■ **Material provided**:
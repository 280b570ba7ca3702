//! Outcome model: the settlement of one fetch.
//!
//! This module does not know about invocations or channels. It only defines
//! the shape of a settled fetch so the merge step can fold it into state.

use serde::{Deserialize, Serialize};

use super::errors::FetchError;
use super::listing::ArtifactListing;

/// Classification of a settled fetch.
///
/// Serialized as SCREAMING_SNAKE_CASE: SUCCESS / FAILURE.
#[derive(Debug, Clone, Copy, PartialEq, Eq, Hash, Serialize, Deserialize)]
#[serde(rename_all = "SCREAMING_SNAKE_CASE")]
pub enum OutcomeKind {
    Success,
    Failure,
}

/// Result of one fetch for one run.
#[derive(Debug, Clone, PartialEq, Serialize, Deserialize)]
#[serde(tag = "kind", content = "value", rename_all = "SCREAMING_SNAKE_CASE")]
pub enum FetchOutcome {
    Success(ArtifactListing),
    Failure(FetchError),
}

impl FetchOutcome {
    pub fn kind(&self) -> OutcomeKind {
        match self {
            Self::Success(_) => OutcomeKind::Success,
            Self::Failure(_) => OutcomeKind::Failure,
        }
    }

    pub fn is_success(&self) -> bool {
        matches!(self, Self::Success(_))
    }
}

impl From<Result<ArtifactListing, FetchError>> for FetchOutcome {
    fn from(result: Result<ArtifactListing, FetchError>) -> Self {
        match result {
            Ok(listing) => Self::Success(listing),
            Err(err) => Self::Failure(err),
        }
    }
}

#[cfg(test)]
mod tests {
    use super::*;

    #[test]
    fn outcome_kind_serializes_as_required_names() {
        let s = serde_json::to_string(&OutcomeKind::Success).unwrap();
        assert_eq!(s, "\"SUCCESS\"");

        let s = serde_json::to_string(&OutcomeKind::Failure).unwrap();
        assert_eq!(s, "\"FAILURE\"");
    }

    #[test]
    fn outcome_from_result() {
        let ok: FetchOutcome = Ok(ArtifactListing::new("run-1", vec![])).into();
        assert_eq!(ok.kind(), OutcomeKind::Success);
        assert!(ok.is_success());

        let err: FetchOutcome = Err(FetchError::network("Network error")).into();
        assert_eq!(err.kind(), OutcomeKind::Failure);
    }

    #[test]
    fn outcome_is_tagged_enum() {
        let o = FetchOutcome::Failure(FetchError::other("boom"));
        let v = serde_json::to_value(&o).unwrap();
        assert_eq!(v["kind"], "FAILURE");
        assert_eq!(v["value"]["kind"], "other");
    }
}
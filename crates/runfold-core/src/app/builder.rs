//! AggregatorBuilder - aggregator の構築とワイヤリング
//!
//! # 学習ポイント
//! - Builder パターンの実装
//! - 起動時検証（Fail-fast 設計）

use std::sync::Arc;

use crate::ports::{ArtifactFetcher, Clock, IdGenerator, SystemClock, UlidGenerator};

use super::aggregator::RunArtifactsAggregator;
use super::config::{AggregatorConfig, ConfigError};

/// AggregatorBuilder は RunArtifactsAggregator を構築
///
/// # 使用例
/// ```ignore
/// let aggregator = AggregatorBuilder::new(Arc::new(fetcher))
///     .config(AggregatorConfig::default().with_max_concurrent_fetches(8))
///     .build()?;
/// ```
///
/// # Fail-fast 設計
/// - build() 時に config を検証し、不正なら BuildError を返す
/// - merge loop の spawn は検証が通った後だけ
pub struct AggregatorBuilder {
    fetcher: Arc<dyn ArtifactFetcher>,
    config: AggregatorConfig,
    clock: Arc<dyn Clock>,
    id_generator: Option<Arc<dyn IdGenerator>>,
}

/// BuildError は aggregator 構築時のエラー
#[derive(Debug, thiserror::Error)]
pub enum BuildError {
    #[error(transparent)]
    InvalidConfig(#[from] ConfigError),
}

impl AggregatorBuilder {
    pub fn new(fetcher: Arc<dyn ArtifactFetcher>) -> Self {
        Self {
            fetcher,
            config: AggregatorConfig::default(),
            clock: Arc::new(SystemClock),
            id_generator: None,
        }
    }

    pub fn config(mut self, config: AggregatorConfig) -> Self {
        self.config = config;
        self
    }

    /// Clock used for `started_at`.
    pub fn clock(mut self, clock: Arc<dyn Clock>) -> Self {
        self.clock = clock;
        self
    }

    /// Defaults to a ULID generator on the system clock.
    pub fn id_generator(mut self, id_generator: Arc<dyn IdGenerator>) -> Self {
        self.id_generator = Some(id_generator);
        self
    }

    /// Validate the config and spawn the merge loop.
    ///
    /// Must be called inside a tokio runtime.
    pub fn build(self) -> Result<RunArtifactsAggregator, BuildError> {
        self.config.validate()?;
        Ok(self.spawn())
    }

    /// Spawn without validation (default config is always valid).
    pub(crate) fn spawn(self) -> RunArtifactsAggregator {
        let id_generator = self
            .id_generator
            .unwrap_or_else(|| Arc::new(UlidGenerator::new(SystemClock)));
        RunArtifactsAggregator::spawn(self.fetcher, self.config, self.clock, id_generator)
    }
}

#[cfg(test)]
mod tests {
    use super::*;
    use crate::impls::InMemoryArtifactFetcher;
    use crate::ports::FixedClock;
    use chrono::{TimeZone, Utc};

    #[tokio::test]
    async fn test_build_success() {
        let aggregator = AggregatorBuilder::new(Arc::new(InMemoryArtifactFetcher::new()))
            .config(AggregatorConfig::default().with_max_concurrent_fetches(2))
            .build();
        assert!(aggregator.is_ok());
    }

    #[tokio::test]
    async fn test_build_invalid_config() {
        let config = AggregatorConfig {
            max_concurrent_fetches: Some(0),
            ..AggregatorConfig::default()
        };
        let aggregator = AggregatorBuilder::new(Arc::new(InMemoryArtifactFetcher::new()))
            .config(config)
            .build();
        assert!(matches!(
            aggregator,
            Err(BuildError::InvalidConfig(ConfigError::Invalid(_)))
        ));
    }

    #[tokio::test]
    async fn test_fixed_clock_stamps_invocations() {
        let at = Utc.with_ymd_and_hms(2024, 1, 1, 12, 0, 0).unwrap();
        let fixed = FixedClock::new(at);
        let aggregator = AggregatorBuilder::new(Arc::new(InMemoryArtifactFetcher::new()))
            .clock(Arc::new(fixed))
            .id_generator(Arc::new(UlidGenerator::new(fixed)))
            .build()
            .unwrap();

        let view = aggregator.observe(Vec::<String>::new()).await.unwrap();
        let state = view.current();
        assert_eq!(state.started_at(), at);
        assert_eq!(state.invocation().as_ulid().timestamp_ms(), at.timestamp_millis() as u64);
    }
}
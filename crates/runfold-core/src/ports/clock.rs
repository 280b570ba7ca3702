//! Clock port - 時刻の抽象化
//!
//! - SystemClock: 本番用
//! - FixedClock: テスト用

use chrono::{DateTime, Utc};

/// Clock は現在時刻を提供
///
/// # テスト容易性
/// - trait により時刻を差し替え可能
/// - テストでは FixedClock を使用
pub trait Clock: Send + Sync {
    fn now(&self) -> DateTime<Utc>;
}

/// Wall clock.
#[derive(Debug, Clone, Copy, Default)]
pub struct SystemClock;

impl Clock for SystemClock {
    fn now(&self) -> DateTime<Utc> {
        Utc::now()
    }
}

/// Always returns the same instant.
#[derive(Debug, Clone, Copy)]
pub struct FixedClock {
    at: DateTime<Utc>,
}

impl FixedClock {
    pub fn new(at: DateTime<Utc>) -> Self {
        Self { at }
    }
}

impl Clock for FixedClock {
    fn now(&self) -> DateTime<Utc> {
        self.at
    }
}
//! 引擎错误类型

use std::path::PathBuf;

use thiserror::Error;

/// 引擎错误
#[derive(Error, Debug)]
pub enum EngineError {
    /// IO 错误
    #[error("IO error: {0}")]
    Io(#[from] std::io::Error),

    /// 引擎可执行文件无法启动
    #[error("Failed to spawn engine {path}: {source}")]
    Spawn {
        path: PathBuf,
        source: std::io::Error,
    },

    /// 引擎进程已退出
    #[error("Engine process closed")]
    Closed,

    /// 等待引擎应答超时
    #[error("Engine did not answer '{0}' in time")]
    Timeout(&'static str),

    /// 无法解析的引擎输出
    #[error("Unexpected engine output: {0}")]
    Protocol(String),

    /// 配置文件错误
    #[error("Engine profile error: {0}")]
    Profile(String),
}

/// 引擎操作结果类型
pub type Result<T> = std::result::Result<T, EngineError>;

■ **Aim of the task**: Beginning with the line containing "pub enum BuildError" and ending with the line containing "self.clock = clock;", extract those lines exactly from the listing above, and only those.

■ **Answer to this exercise**:
pub enum BuildError {
    #[error(transparent)]
    InvalidConfig(#[from] ConfigError),
}

impl AggregatorBuilder {
    pub fn new(fetcher: Arc<dyn ArtifactFetcher>) -> Self {
        Self {
            fetcher,
            config: AggregatorConfig::default(),
            clock: Arc::new(SystemClock),
            id_generator: None,
        }
    }

    pub fn config(mut self, config: AggregatorConfig) -> Self {
        self.config = config;
        self
    }

    /// Clock used for `started_at`.
    pub fn clock(mut self, clock: Arc<dyn Clock>) -> Self {
        self.clock = clock;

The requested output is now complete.